Just thought I'd point this out.
There's two Matthew1990s on the steam list.


----------



## lucasbytegenius

Steam, Desura, pretty much everything:

lucasbytegenius


----------



## Gun

Steam: S3AnD3


----------



## AntimatterAsh

my steam is ashleyscopes


----------



## Hyper-Threaded

Steam- karlvild1


----------



## mtb211

My orgin is conmbo2
Steam is melanieseiler 
ps3 conmbo2


thx


----------



## mrgcat

Origin: NIGHTSAFORAXX
Steam: mrgcat


----------



## Ramodkk

You can delete the *Ramomar* entry, I'm *ramodkk* again, been for a while


----------



## Virssagòn

Look my signature


----------



## christofudge

Hi  my steam name is Faceles_ninja

Just thought I'd put this out there guys!


----------



## WeatherMan

Could you please update my Steam ID to Bootup0458


----------



## Virssagòn

Steam: robas150
Origin: _Smile_Man_xD
plz update the list


----------



## mihir

Steam: mihirkhatwani


----------



## byteninja2

Steam ID: byteninja2
PSN: byteninja1


----------



## AntimatterAsh

> EclipticShell: Ashleyscopes


Please can this be updated to AshleyScopes pending a username change.


----------



## Aastii

sorted


----------



## Life

Steam: bent73


----------



## Geoff

Steam: geoff5093

I believe, lol


----------



## Aastii

All up to date now :good:


----------



## Life

My name isn't up??


----------



## Aastii

{AL}-Life-{CoS} said:


> My name isn't up??



Yea, it is. Alphabetical order for each list:

A-Z
Numbers
Symbols


----------



## Life

Steam name is: toentertainamoronclickhere


----------



## Aastii

{AL}-Life-{CoS} said:


> Steam name is: toentertainamoronclickhere



That is your display name or the one you use to log in?


----------



## Life

Aastii said:


> That is your display name or the one you use to log in?



display name. The one everyone see's i think. ask mikeb what he used when he friend ed me.


----------



## mtb211

you did not add me


----------



## mtb211

mtb211 said:


> My orgin is conmbo2
> Steam is melanieseiler
> 
> 
> 
> thx



I mixed up two threads, those are my users


----------



## Aastii

{AL}-Life-{CoS} said:


> display name. The one everyone see's i think. ask mikeb what he used when he friend ed me.
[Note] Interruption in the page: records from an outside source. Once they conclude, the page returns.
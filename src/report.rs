/// Reporting facade: the three entry points the CLI and export layers call.
use chrono::NaiveDateTime;
use serde::Serialize;

use crate::analyzer::defects::{compute_defect_stats, compute_defect_stats_default_rate, DefectReport};
use crate::analyzer::filter::{self, DateRange, FilterConfig};
use crate::analyzer::period::{previous_period, HalfOpenRange};
use crate::analyzer::repairs::{
    compute_daily_series, compute_period_stats, compute_technician_stats, select_done_items,
    DailyPoint, DoneItem, PeriodStats, ReportConfig, TechnicianStats,
};
use crate::parser::types::{DefectRepair, RepairStatus, Ticket};

/// One finished item flattened with its ticket context, as exported.
#[derive(Debug, Clone, PartialEq, Serialize)]
#[serde(rename_all = "camelCase")]
pub struct ReportRow {
    pub ticket_id: String,
    pub client_name: String,
    pub technician: String,
    pub city: String,
    #[serde(rename = "type")]
    pub equipment_type: String,
    pub name: String,
    pub serial: String,
    pub status: RepairStatus,
    pub cost: f64,
    pub warranty: bool,
    pub repair_details: String,
    pub created_at: Option<NaiveDateTime>,
}

impl From<&DoneItem<'_>> for ReportRow {
    fn from(d: &DoneItem<'_>) -> Self {
        ReportRow {
            ticket_id: d.ticket.id.clone(),
            client_name: d.ticket.client_name.clone(),
            technician: d.ticket.technician.clone(),
            city: d.ticket.city.clone(),
            equipment_type: d.item.effective_type().to_string(),
            name: d.item.name.clone(),
            serial: d.item.serial.clone(),
            status: d.item.status,
            cost: d.item.effective_cost(),
            warranty: d.item.warranty,
            repair_details: d.item.repair_details.clone(),
            created_at: d.created_at(),
        }
    }
}

#[derive(Debug, Clone, PartialEq, Serialize)]
#[serde(rename_all = "camelCase")]
pub struct RepairReport {
    pub period: DateRange,
    pub previous_period: HalfOpenRange,
    pub current: PeriodStats,
    pub previous: PeriodStats,
    pub by_technician: Vec<TechnicianStats>,
    pub daily_series: Vec<DailyPoint>,
    pub rows: Vec<ReportRow>,
}

pub fn filter_tickets(tickets: &[Ticket], config: &FilterConfig) -> Vec<Ticket> {
    filter::filter_tickets(tickets, config)
}

/// Repair statistics for the configured window and the equal-length window before it.
/// The per-technician breakdown and the rows cover the current window only.
pub fn compute_report(tickets: &[Ticket], config: &ReportConfig) -> RepairReport {
    let period = config.date_range;
    let prev = previous_period(&period);

    let current_items = select_done_items(tickets, config, |ts| period.contains(ts));
    let previous_items = select_done_items(tickets, config, |ts| prev.contains(ts));

    log::debug!(
        "Report {} .. {}: {} current items, {} previous items",
        period.start,
        period.end,
        current_items.len(),
        previous_items.len()
    );

    RepairReport {
        period,
        previous_period: prev,
        current: compute_period_stats(&current_items),
        previous: compute_period_stats(&previous_items),
        by_technician: compute_technician_stats(&current_items),
        daily_series: compute_daily_series(&current_items, &previous_items),
        rows: current_items.iter().map(ReportRow::from).collect(),
    }
}

pub fn compute_defect_report(
    defects: &[DefectRepair],
    start: NaiveDateTime,
    end: NaiveDateTime,
) -> DefectReport {
    compute_defect_stats_default_rate(defects, &DateRange::new(start, end))
}

pub fn compute_defect_report_with_rate(
    defects: &[DefectRepair],
    start: NaiveDateTime,
    end: NaiveDateTime,
    bonus_rate: f64,
) -> DefectReport {
    compute_defect_stats(defects, &DateRange::new(start, end), bonus_rate)
}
It is whatever name you use to log in that is added to the list as it can be used to directly add people, so it is correct


----------



## crazychris4124

add my usernames 

steam: the white lex steele
origin: crazychris4124


----------



## paul1145

add me please..

steam: skywalker
origin: paul614475


----------



## Geoff

paul1145 said:


> add me please..
> 
> steam: skywalker
> origin: paul614475


Who are you?


----------



## Justin

WRXGuy1 said:


> Who are you?



Who, who, who, who?


----------



## paul1145

I don't know what to say, just ignore my message.


----------



## PCunicorn

PCunicorn
That one is for Steam and Origin. Just a rename of my old Steam account, you can delete my old byteninja2 account on the OP now.


----------



## Cyalume

Steam ID: Declaimed.

I totally went crazy during the Steam Summer Sale, so I've got a huge backlog at the moment!


----------



## Geoff

Are you still updating the OP?  My Steam name changed to *Walks on Legos*


----------



## Darren

Denther on Steam for me. I'm on pretty much all the time if I'm not at school or work.


----------



## linkin

Nigel Thornberry (or alink2009) for steam


----------



## salvage-this

Steam: OhHamburgers


----------



## ScottALot

Origin: Scottalot


----------



## C4C

Wii: LU104559206

*starts crying because nobody uses the wii anymore*


----------



## Darren

What's a wii?


----------



## C4C

Denther said:


> What's a wii?



My point exactly..


----------



## PCunicorn

This is for PC only anyways. Not that its updated.


----------



## Aastii

There were no updates to do until scottalot put his on there two days ago. My most sincere apologies if two days for a single name to be updated is too long for you, I know that scottalot's origin name meant a lot to you


----------



## PCunicorn

My name was never added and I posted it 6 months ago. I thought it just wasn't updated anymore, but I guess maybe you just missed mine.


----------



## ninjabubbles3

Steam: ninjabubbles3 

Don't do much on it tho


----------



## Geoff

Now that I've been playing more and more CSGO, I need some new people to play with!

Add me on Steam: geoff5093 (It will show up as Walks on Legos)


----------



## Paul Revere

Steam: the Kraken ARMA3, Sniper Elite 2,3,4 
Origin: Ragnarok-5432
Uplay: Black6p


----------



## Agent Smith

Once I install BF3 again I'll update my name. Been a while since I played it. I mostly go by Gh0stplayer.


----------



## Calin

Steam: calinxrocker (will show up as Calin)
Origin: Calinusx (much more active here beccause of BF1)


----------



## lucasbytegenius

Is @Aastii still updating this thread?

Steam: lkhrs
Origin: CactalAgony

Just bought BF1 and Titanfall 2, so add me!


----------